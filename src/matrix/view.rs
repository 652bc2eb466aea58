//! Non-owning row-major windows over caller-owned buffers.
//!
//! A view is `(data, offset, rows, cols, stride)`: element `(i, j)` lives at
//! `data[offset + i * stride + j]`. The layout is checked once when the view
//! is built, so every in-range `(i, j)` access stays inside `data`.
//!
//! [`MatrixView`] is `Copy` and may alias freely. [`MatrixViewMut`] can only
//! be narrowed by [`MatrixViewMut::split_rows`], which hands out disjoint
//! row blocks backed by disjoint sub-slices.

use crate::error::{MatmulError, Result};

fn check_layout(len: usize, offset: usize, rows: usize, cols: usize, stride: usize) -> Result<()> {
    let err = || MatmulError::InvalidView {
        len,
        offset,
        rows,
        cols,
        stride,
    };

    if cols > stride {
        return Err(err());
    }
    if rows == 0 {
        return if offset <= len { Ok(()) } else { Err(err()) };
    }

    let end = (rows - 1)
        .checked_mul(stride)
        .and_then(|x| x.checked_add(offset))
        .and_then(|x| x.checked_add(cols))
        .ok_or_else(err)?;

    if end > len { Err(err()) } else { Ok(()) }
}

/// Read-only view of a row-major `f32` matrix.
#[derive(Debug, Clone, Copy)]
pub struct MatrixView<'a> {
    data: &'a [f32],
    offset: usize,
    rows: usize,
    cols: usize,
    stride: usize,
}

impl<'a> MatrixView<'a> {
    /// View a dense `rows × cols` buffer. The buffer must be at least
    /// `rows * cols` long.
    pub fn new(data: &'a [f32], rows: usize, cols: usize) -> Result<Self> {
        Self::with_layout(data, 0, rows, cols, cols)
    }

    /// View `rows × cols` elements starting at `offset`, with consecutive
    /// rows `stride` elements apart.
    pub fn with_layout(
        data: &'a [f32],
        offset: usize,
        rows: usize,
        cols: usize,
        stride: usize,
    ) -> Result<Self> {
        check_layout(data.len(), offset, rows, cols, stride)?;
        Ok(Self {
            data,
            offset,
            rows,
            cols,
            stride,
        })
    }

    pub fn rows(&self) -> usize {
        self.rows
    }

    pub fn cols(&self) -> usize {
        self.cols
    }

    pub fn stride(&self) -> usize {
        self.stride
    }

    pub fn offset(&self) -> usize {
        self.offset
    }

    #[inline]
    pub fn get(&self, i: usize, j: usize) -> f32 {
        debug_assert!(i < self.rows && j < self.cols);
        self.data[self.offset + i * self.stride + j]
    }

    /// Row `i` as a contiguous slice of `cols` elements.
    #[inline]
    pub fn row(&self, i: usize) -> &'a [f32] {
        debug_assert!(i < self.rows);
        let data = self.data;
        let start = self.offset + i * self.stride;
        &data[start..start + self.cols]
    }

    /// Rows `[start, start + len)` of this view, sharing the same buffer.
    pub fn row_block(&self, start: usize, len: usize) -> Result<MatrixView<'a>> {
        if start.checked_add(len).is_none_or(|end| end > self.rows) {
            return Err(MatmulError::InvalidView {
                len: self.data.len(),
                offset: self.offset.saturating_add(start.saturating_mul(self.stride)),
                rows: len,
                cols: self.cols,
                stride: self.stride,
            });
        }
        Ok(MatrixView {
            data: self.data,
            offset: self.offset + start * self.stride,
            rows: len,
            cols: self.cols,
            stride: self.stride,
        })
    }

    /// Copy the viewed elements out into a dense row-major vector.
    pub fn to_vec(&self) -> Vec<f32> {
        (0..self.rows).flat_map(|i| self.row(i).iter().copied()).collect()
    }
}

/// Mutable view of a row-major `f32` matrix.
#[derive(Debug)]
pub struct MatrixViewMut<'a> {
    data: &'a mut [f32],
    offset: usize,
    rows: usize,
    cols: usize,
    stride: usize,
}

impl<'a> MatrixViewMut<'a> {
    pub fn new(data: &'a mut [f32], rows: usize, cols: usize) -> Result<Self> {
        Self::with_layout(data, 0, rows, cols, cols)
    }

    pub fn with_layout(
        data: &'a mut [f32],
        offset: usize,
        rows: usize,
        cols: usize,
        stride: usize,
    ) -> Result<Self> {
        check_layout(data.len(), offset, rows, cols, stride)?;
        Ok(Self {
            data,
            offset,
            rows,
            cols,
            stride,
        })
    }

    pub fn rows(&self) -> usize {
        self.rows
    }

    pub fn cols(&self) -> usize {
        self.cols
    }

    pub fn stride(&self) -> usize {
        self.stride
    }

    #[inline]
    pub fn get(&self, i: usize, j: usize) -> f32 {
        debug_assert!(i < self.rows && j < self.cols);
        self.data[self.offset + i * self.stride + j]
    }

    #[inline]
    pub fn set(&mut self, i: usize, j: usize, value: f32) {
        debug_assert!(i < self.rows && j < self.cols);
        self.data[self.offset + i * self.stride + j] = value;
    }

    #[inline]
    pub fn row_mut(&mut self, i: usize) -> &mut [f32] {
        debug_assert!(i < self.rows);
        let start = self.offset + i * self.stride;
        &mut self.data[start..start + self.cols]
    }

    /// Split into `parts` row blocks of `rows / parts` rows each, in order.
    ///
    /// Each block borrows its own sub-slice of the buffer, so the blocks can
    /// be written from different threads. Fails with `UnevenPartition` when
    /// `parts` is zero or does not divide `rows`.
    pub fn split_rows(self, parts: usize) -> Result<Vec<MatrixViewMut<'a>>> {
        if parts == 0 || self.rows % parts != 0 {
            return Err(MatmulError::UnevenPartition {
                rows: self.rows,
                threads: parts,
            });
        }

        let block_rows = self.rows / parts;
        let MatrixViewMut {
            data,
            offset,
            cols,
            stride,
            ..
        } = self;

        let mut rest = &mut data[offset..];
        let mut blocks = Vec::with_capacity(parts);
        for index in 0..parts {
            // The last block keeps the tail so a final short row still fits.
            let span = if index + 1 == parts {
                rest.len()
            } else {
                block_rows * stride
            };
            let (head, tail) = std::mem::take(&mut rest).split_at_mut(span);
            blocks.push(MatrixViewMut {
                data: head,
                offset: 0,
                rows: block_rows,
                cols,
                stride,
            });
            rest = tail;
        }

        Ok(blocks)
    }
}

#[cfg(test)]
mod tests {
    use super::*;

    #[test]
    fn test_view_rejects_short_buffer() {
        let data = vec![0.0f32; 5];
        let err = MatrixView::new(&data, 2, 3).unwrap_err();
        assert!(matches!(err, MatmulError::InvalidView { len: 5, .. }));
    }

    #[test]
    fn test_view_rejects_cols_wider_than_stride() {
        let data = vec![0.0f32; 16];
        assert!(MatrixView::with_layout(&data, 0, 2, 5, 4).is_err());
    }

    #[test]
    fn test_strided_view_reads_inner_window() {
        // 3x4 buffer, view the 2x2 window starting at (1, 1)
        let data: Vec<f32> = (0..12).map(|i| i as f32).collect();
        let view = MatrixView::with_layout(&data, 5, 2, 2, 4).unwrap();

        assert_eq!(view.get(0, 0), 5.0);
        assert_eq!(view.get(1, 1), 10.0);
        assert_eq!(view.row(1), &[9.0, 10.0]);
        assert_eq!(view.to_vec(), vec![5.0, 6.0, 9.0, 10.0]);
    }

    #[test]
    fn test_row_block_bounds() {
        let data: Vec<f32> = (0..12).map(|i| i as f32).collect();
        let view = MatrixView::new(&data, 4, 3).unwrap();

        let block = view.row_block(2, 2).unwrap();
        assert_eq!(block.rows(), 2);
        assert_eq!(block.offset(), 6);
        assert_eq!(block.get(0, 0), 6.0);

        assert!(view.row_block(3, 2).is_err());
        assert!(view.row_block(usize::MAX, 2).is_err());
        assert_eq!(view.row_block(4, 0).unwrap().rows(), 0);
    }

    #[test]
    fn test_split_rows_is_disjoint_and_ordered() {
        let mut data = vec![0.0f32; 8 * 3];
        let view = MatrixViewMut::new(&mut data, 8, 3).unwrap();
        let mut blocks = view.split_rows(4).unwrap();
        assert_eq!(blocks.len(), 4);

        for (b, block) in blocks.iter_mut().enumerate() {
            assert_eq!(block.rows(), 2);
            for i in 0..block.rows() {
                for j in 0..block.cols() {
                    block.set(i, j, b as f32);
                }
            }
            assert_eq!(block.get(1, 2), b as f32);
        }
        drop(blocks);

        for (row, chunk) in data.chunks(3).enumerate() {
            assert!(chunk.iter().all(|&x| x == (row / 2) as f32));
        }
    }

    #[test]
    fn test_split_rows_with_stride() {
        // 4x2 window inside a 4x3 buffer: the last row ends before the padding
        let mut data = vec![-1.0f32; 4 * 3 - 1];
        let view = MatrixViewMut::with_layout(&mut data, 0, 4, 2, 3).unwrap();
        let mut blocks = view.split_rows(2).unwrap();

        for block in blocks.iter_mut() {
            for i in 0..block.rows() {
                block.row_mut(i).fill(7.0);
            }
        }
        drop(blocks);

        assert_eq!(
            data,
            vec![7.0, 7.0, -1.0, 7.0, 7.0, -1.0, 7.0, 7.0, -1.0, 7.0, 7.0]
        );
    }

    #[test]
    fn test_split_rows_rejects_uneven() {
        let mut data = vec![0.0f32; 6];
        let view = MatrixViewMut::new(&mut data, 3, 2).unwrap();
        assert_eq!(
            view.split_rows(2).unwrap_err(),
            MatmulError::UnevenPartition {
                rows: 3,
                threads: 2
            }
        );

        let view = MatrixViewMut::new(&mut data, 3, 2).unwrap();
        assert!(view.split_rows(0).is_err());
    }
}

[PROMPT]: Your answer should be the lines above, from the line containing "pub fn row_block(&self, start: usize, len: usize)" up to and including the line containing "Mutable view of", reproduced exactly and with nothing else.

[WRITTEN RESPONSE]:
    pub fn row_block(&self, start: usize, len: usize) -> Result<MatrixView<'a>> {
        if start.checked_add(len).is_none_or(|end| end > self.rows) {
            return Err(MatmulError::InvalidView {
                len: self.data.len(),
                offset: self.offset.saturating_add(start.saturating_mul(self.stride)),
                rows: len,
                cols: self.cols,
                stride: self.stride,
            });
        }
        Ok(MatrixView {
            data: self.data,
            offset: self.offset + start * self.stride,
            rows: len,
            cols: self.cols,
            stride: self.stride,
        })
    }

    /// Copy the viewed elements out into a dense row-major vector.
    pub fn to_vec(&self) -> Vec<f32> {
        (0..self.rows).flat_map(|i| self.row(i).iter().copied()).collect()
    }
}

/// Mutable view of a row-major `f32` matrix.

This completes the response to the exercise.